My stepson is going to be 9 years old in one month his name is Iokua and he is a very intelligent, energetic, caring, open minded, adventurous, outgoing young boy who is very eager to get involved and learn every day. As I look and observe Iokua from a biological point of view I take my observation in one of the four stages of the cognitive development theory the concrete operations stage. Iokua is observed as being a productive 9 year old boy where he actively shows signs of learning by what he does what he chooses to use in the environment to stimulate he's thinking. I watch him play with his lego toy's and I notice that he chooses his lego pieces carefully which activates his thought process on where to place the legos in order to create a specific design he wants to build. Iokua is using concrete operations in this stage of his life because he chooses to think rational about what he is doing, what he uses to stimulate himself to maintain comprehension of his creative mind.

In a cognitive point of view Iokua is very curious about life and what is going on in the world. He enjoys asking questions about everything and I notice during my observing time while he was watching animal planet with his father Iokua enjoyed conversing with his father about what they were watching. Iokua asked specific questions in regards to understanding why tigers protect their pride and fight with other tigers to maintain security as he stated. I realized from this time with his father his ability to form his own understanding and opinion about the tigers were very important to him and he enjoyed how his curiosity brought him knew knowledge and understanding.

As my observing continued I focused my attention to the psychosocial aspects of Iokua while at the park with his friends. The impact of peer support while playing football brought enjoyment to his body movements, his facial expressions, and his overall sense of belonging. In the later part of the day I again observed Iokua fishing with his father at the beach and again the identification of socially taking part in an activity with his father brought enjoyment and valuable assurances of inclusion with another person in a social setting.

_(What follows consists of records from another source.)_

//! Network interface configuration store.
//!
//! Holds the interface records last loaded from the interfaces file and
//! rewrites the whole file when one of them changes. Writes go to a
//! temporary file in the same directory which then replaces the original,
//! so readers never observe a half-written file.

pub mod format;
pub mod markup;

pub use format::{parse_interfaces, serialize_interfaces};
pub use markup::interface_form;

use crate::domain::error::NetworkConfigError;
use crate::domain::interface::{AddressMode, InterfaceRecord};
use parking_lot::Mutex;
use std::io::Write;
use std::path::{Path, PathBuf};
use tracing::{debug, info, warn};

/// In-memory interface set backed by one interfaces file.
pub struct NetworkConfigStore {
    path: PathBuf,
    records: Mutex<Vec<InterfaceRecord>>,
}

impl NetworkConfigStore {
    pub fn new(path: impl Into<PathBuf>) -> Self {
        Self {
            path: path.into(),
            records: Mutex::new(Vec::new()),
        }
    }

    pub fn path(&self) -> &Path {
        &self.path
    }

    /// Re-read the file, replacing the in-memory set.
    ///
    /// On error the in-memory set is cleared.
    pub fn load(&self) -> Result<Vec<InterfaceRecord>, NetworkConfigError> {
        let mut records = self.records.lock();
        records.clear();

        let text = std::fs::read_to_string(&self.path)?;
        *records = parse_interfaces(&text);

        for record in records.iter() {
            debug!(
                interface = %record.name,
                is_static = record.is_static,
                "Loaded network interface"
            );
        }
        Ok(records.clone())
    }

    /// Records from the last load
    pub fn records(&self) -> Vec<InterfaceRecord> {
        self.records.lock().clone()
    }

    pub fn get(&self, name: &str) -> Option<InterfaceRecord> {
        self.records.lock().iter().find(|r| r.name == name).cloned()
    }

    /// Change one interface's addressing and rewrite the file.
    ///
    /// Unknown names and incomplete static modes leave the file untouched.
    /// Other records are written back as loaded. If the write fails the
    /// in-memory set keeps its previous state.
    pub fn update(&self, name: &str, mode: AddressMode) -> Result<(), NetworkConfigError> {
        if !mode.is_complete() {
            return Err(NetworkConfigError::IncompleteStatic(name.to_string()));
        }
        let mut records = self.records.lock();

        let mut updated = records.clone();
        let Some(record) = updated.iter_mut().find(|r| r.name == name) else {
            warn!(interface = %name, "Interface not found");
            return Err(NetworkConfigError::UnknownInterface(name.to_string()));
        };
        record.apply(mode);

        self.write_locked(&updated)?;
        *records = updated;

        info!(interface = %name, path = %self.path.display(), "Network configuration updated");
        Ok(())
    }

    /// Rewrite the file from the in-memory set
    pub fn write(&self) -> Result<(), NetworkConfigError> {
        let records = self.records.lock();
        self.write_locked(&records)
    }

    fn write_locked(&self, records: &[InterfaceRecord]) -> Result<(), NetworkConfigError> {
        let content = serialize_interfaces(records);

        let dir = match self.path.parent() {
            Some(p) if !p.as_os_str().is_empty() => p,
            _ => Path::new("."),
        };
        let mut tmp = tempfile::NamedTempFile::new_in(dir)?;
        tmp.write_all(content.as_bytes())?;
        tmp.as_file().sync_all()?;
        tmp.persist(&self.path).map_err(|e| e.error)?;
        Ok(())
    }
}
//! Ports connecting the gateway to its host application.

pub mod outbound;

pub use outbound::{
    AudioDeviceInfo, AudioSettings, ConsoleControl, FixtureStore, HostPorts, InputPatch,
    IoPatchMap, OutputPatch, WidgetTree,
};
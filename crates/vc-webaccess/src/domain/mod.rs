//! Domain types for the web access gateway.
//!
//! Widget snapshots, channel frames, interface records, configuration and
//! error handling. Nothing here touches sockets or the host directly.

pub mod chaser;
pub mod command;
pub mod config;
pub mod correlation;
pub mod error;
pub mod event;
pub mod interface;
pub mod widget;

// Re-exports for convenience
pub use chaser::{speed_to_string, Chaser, ChaserStep, SpeedColumn, SpeedMode, INFINITE_SPEED};
pub use command::{
    AudioDirection, AutostartChoice, Command, CommandFrame, CueVerb, PatchKind, WidgetCommand,
};
pub use config::{AutostartPolicy, ConfigError, WebAccessConfig};
pub use correlation::ConnectionId;
pub use error::{FrameError, HostError, NetworkConfigError, WebAccessError};
pub use event::{HostEvent, PushEvent};
pub use interface::{AddressMode, InterfaceRecord};
pub use widget::{Color, Geometry, KindTag, Widget, WidgetId, WidgetKind};
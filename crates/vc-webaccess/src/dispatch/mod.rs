//! Inbound command dispatch.
//!
//! Every text frame received on the push channel lands here. The dispatcher
//! parses it, routes it to the widget tree, the I/O patch map, the audio
//! settings or the system configuration, and reports what happened as an
//! [`Effect`]. Nothing is ever sent back to the browser on failure.

use crate::domain::command::{
    AudioDirection, AutostartChoice, Command, CommandFrame, CueVerb, PatchKind, WidgetCommand,
};
use crate::domain::config::{AutostartPolicy, SystemConfig};
use crate::domain::error::{FrameError, NetworkConfigError};
use crate::domain::event::PushEvent;
use crate::domain::interface::AddressMode;
use crate::domain::widget::{WidgetId, WidgetKind};
use crate::network::NetworkConfigStore;
use crate::ports::HostPorts;
use crate::ws::channel::PushChannel;
use std::io;
use std::sync::Arc;
use tracing::{debug, error, info, trace, warn};

/// Alert pushed after the autostart project changed
pub const AUTOSTART_CHANGED: &str = "Autostart configuration changed";
/// Alert pushed when the autostart policy refuses to replace a project
pub const AUTOSTART_KEPT: &str = "Autostart project already exists, keeping it";

/// Outcome of one inbound frame.
#[derive(Debug, Clone, PartialEq, Eq)]
pub enum Effect {
    /// A widget mutation entry point was invoked
    WidgetMutated(WidgetId),
    /// I/O, audio, network, autostart or host state changed
    ConfigMutated,
    /// Accepted with nothing to do (poll, unknown widget, unknown command)
    NoOp,
    /// Dropped: too few tokens or an unparsable field
    Malformed(FrameError),
}

/// Routes inbound frames to the host.
pub struct CommandDispatcher {
    ports: HostPorts,
    channel: Arc<PushChannel>,
    network: Arc<NetworkConfigStore>,
    system: SystemConfig,
}

impl CommandDispatcher {
    pub fn new(
        ports: HostPorts,
        channel: Arc<PushChannel>,
        network: Arc<NetworkConfigStore>,
        system: SystemConfig,
    ) -> Self {
        Self {
            ports,
            channel,
            network,
            system,
        }
    }

    /// Handle one raw text frame
    pub fn handle(&self, text: &str) -> Effect {
        let frame = CommandFrame::new(text);
        match Command::parse(&frame) {
            Ok(command) => self.execute(command),
            Err(e @ FrameError::UnknownCommand { .. }) => {
                warn!(frame = %text, error = %e, "Command not supported");
                Effect::NoOp
            }
            Err(e) => {
                warn!(frame = %text, error = %e, "Dropping malformed frame");
                Effect::Malformed(e)
            }
        }
    }

    /// Apply a parsed command
    pub fn execute(&self, command: Command) -> Effect {
        match command {
            Command::ToggleOperatingMode => {
                info!("Toggling operating mode");
                self.ports.console.toggle_operating_mode();
                Effect::ConfigMutated
            }
            Command::SetPatch {
                kind,
                universe,
                plugin,
                line,
            } => self.set_patch(kind, universe, &plugin, line),
            Command::SetProfile { universe, profile } => self.set_profile(universe, &profile),
            Command::SetAudioDevice { direction, device } => {
                self.set_audio_device(direction, device)
            }
            Command::ConfigureNetwork { interface, mode } => {
                self.configure_network(&interface, mode)
            }
            Command::Autostart(choice) => self.autostart(choice),
            Command::Reboot => {
                warn!("Reboot requested from web access");
                self.ports.console.reboot();
                Effect::ConfigMutated
            }
            Command::Poll => {
                trace!("Poll");
                Effect::NoOp
            }
            Command::Widget(cmd) => self.widget(cmd),
        }
    }

    fn set_patch(&self, kind: PatchKind, universe: u32, plugin: &str, line: u32) -> Effect {
        let io = &self.ports.io;
        let result = match kind {
            PatchKind::Input => io.set_input_patch(universe, plugin, line, None),
            PatchKind::Output => io.set_output_patch(universe, plugin, line, false),
            PatchKind::Feedback => io.set_output_patch(universe, plugin, line, true),
        };

        match result {
            Ok(()) => {
                io.save_defaults();
                info!(?kind, universe, plugin = %plugin, line, "Patch updated");
                Effect::ConfigMutated
            }
            Err(e) => {
                warn!(?kind, universe, plugin = %plugin, error = %e, "Patch rejected");
                Effect::NoOp
            }
        }
    }

    /// Rebind the profile of an existing input patch, keeping plugin and line
    fn set_profile(&self, universe: u32, profile: &str) -> Effect {
        let io = &self.ports.io;
        let Some(patch) = io.input_patch(universe) else {
            debug!(universe, "No input patch to set a profile on");
            return Effect::NoOp;
        };

        match io.set_input_patch(universe, &patch.plugin, patch.input, Some(profile)) {
            Ok(()) => {
                io.save_defaults();
                info!(universe, profile = %profile, "Input profile updated");
                Effect::ConfigMutated
            }
            Err(e) => {
                warn!(universe, profile = %profile, error = %e, "Profile rejected");
                Effect::NoOp
            }
        }
    }

    fn set_audio_device(&self, direction: AudioDirection, device: Option<String>) -> Effect {
        let audio = &self.ports.audio;
        info!(?direction, device = ?device, "Audio device preference changed");
        match direction {
            AudioDirection::Input => {
                audio.set_input_device(device);
                audio.recreate_capture();
            }
            AudioDirection::Output => audio.set_output_device(device),
        }
        Effect::ConfigMutated
    }

    fn configure_network(&self, interface: &str, mode: AddressMode) -> Effect {
        match self.network.update(interface, mode) {
            Ok(()) => Effect::ConfigMutated,
            Err(NetworkConfigError::UnknownInterface(name)) => {
                warn!(interface = %name, "Network change for unknown interface ignored");
                Effect::NoOp
            }
            Err(e) => {
                error!(interface = %interface, error = %e, "Error writing network configuration file");
                Effect::NoOp
            }
        }
    }

    fn autostart(&self, choice: AutostartChoice) -> Effect {
        let path = &self.system.autostart_file;
        match choice {
            AutostartChoice::None => match std::fs::remove_file(path) {
                Ok(()) => info!(path = %path.display(), "Autostart project removed"),
                Err(e) if e.kind() == io::ErrorKind::NotFound => {
                    debug!(path = %path.display(), "No autostart project to remove")
                }
                Err(e) => {
                    error!(path = %path.display(), error = %e, "Cannot remove autostart project");
                    return Effect::NoOp;
                }
            },
            AutostartChoice::Current => {
                if self.system.autostart_policy == AutostartPolicy::KeepExisting && path.exists() {
                    info!(path = %path.display(), "Keeping existing autostart project");
                    self.channel.notify(&PushEvent::Alert(AUTOSTART_KEPT.to_string()));
                    return Effect::NoOp;
                }
                if let Err(e) = self.ports.console.store_autostart_project(path) {
                    error!(path = %path.display(), error = %e, "Cannot store autostart project");
                    return Effect::NoOp;
                }
                info!(path = %path.display(), "Current project stored for autostart");
            }
        }

        self.channel
            .notify(&PushEvent::Alert(AUTOSTART_CHANGED.to_string()));
        Effect::ConfigMutated
    }

    fn widget(&self, cmd: WidgetCommand) -> Effect {
        let id = cmd.id;
        let Some(widget) = self.ports.tree.widget(id) else {
            debug!(widget_id = %id, "{}", FrameError::UnknownWidget(id));
            return Effect::NoOp;
        };
        let console = &self.ports.console;

        match widget.kind {
            WidgetKind::Button { .. } => console.press_button(id),
            WidgetKind::Slider { .. } => {
                // A bare id moves the slider to zero
                let value = if cmd.args.is_empty() { Some(0) } else { cmd.byte() };
                let Some(value) = value else {
                    debug!(widget_id = %id, args = ?cmd.args, "Slider frame with a non-numeric value");
                    return Effect::NoOp;
                };
                console.set_slider_value(id, value);
            }
            WidgetKind::AudioTriggers => console.set_audio_triggers_enabled(id, cmd.value() != 0),
            WidgetKind::CueList { .. } => match cmd.cue_verb() {
                Ok(Some(CueVerb::Play)) => console.cue_playback(id),
                Ok(Some(CueVerb::Previous)) => console.cue_previous(id),
                Ok(Some(CueVerb::Next)) => console.cue_next(id),
                Ok(Some(CueVerb::Step(index))) => console.cue_play_at(id, index),
                Ok(None) => {
                    debug!(widget_id = %id, args = ?cmd.args, "Unknown cue list command");
                    return Effect::NoOp;
                }
                Err(e) => {
                    warn!(widget_id = %id, error = %e, "Dropping malformed cue list frame");
                    return Effect::Malformed(e);
                }
            },
            WidgetKind::Frame { .. }
            | WidgetKind::SoloFrame { .. }
            | WidgetKind::Label
            | WidgetKind::Generic => {
                trace!(widget_id = %id, kind = ?widget.tag(), "Widget takes no commands");
                return Effect::NoOp;
            }
        }

        debug!(widget_id = %id, args = ?cmd.args, "Widget command applied");
        Effect::WidgetMutated(id)
    }
}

My observations this week happened at my nephew's party where I observed him interact with family, friends, and others around him. My nephew is 15 years old his name is Keli'i and he is very outgoing, active, loves attention, and believes he is number one in any sports activity known to man. I observed from a biological viewpoint first where I recognized my nephew being in the first stages of his puberty phase, he is trying to grow a little mustache and his body is filling out to be more masculine, which he likes to show off to all the girls by wearing no shirts often. I have noticed that his voice is deeper in tone and at times as he talks he will sound scratchy.

The cognitive observations I made by observing my nephew were that he has formal operational thoughts where he shows signs of being an abstract thinker where he is able to logically make sense of things. He also is very much in to himself and believes that others are just as into him as he is. My understanding is that is called social cognition and it is a type of egocentrism that is characterized by either imaginary audiences or the personal fable. I notice with my nephew that he truly believes that others around him are just as preoccupied with him as he is. He is also in the personal uniqueness stage of life where he believes older adult figures in his life do not understand him at all, and this is why he has issues at times with his parents about life.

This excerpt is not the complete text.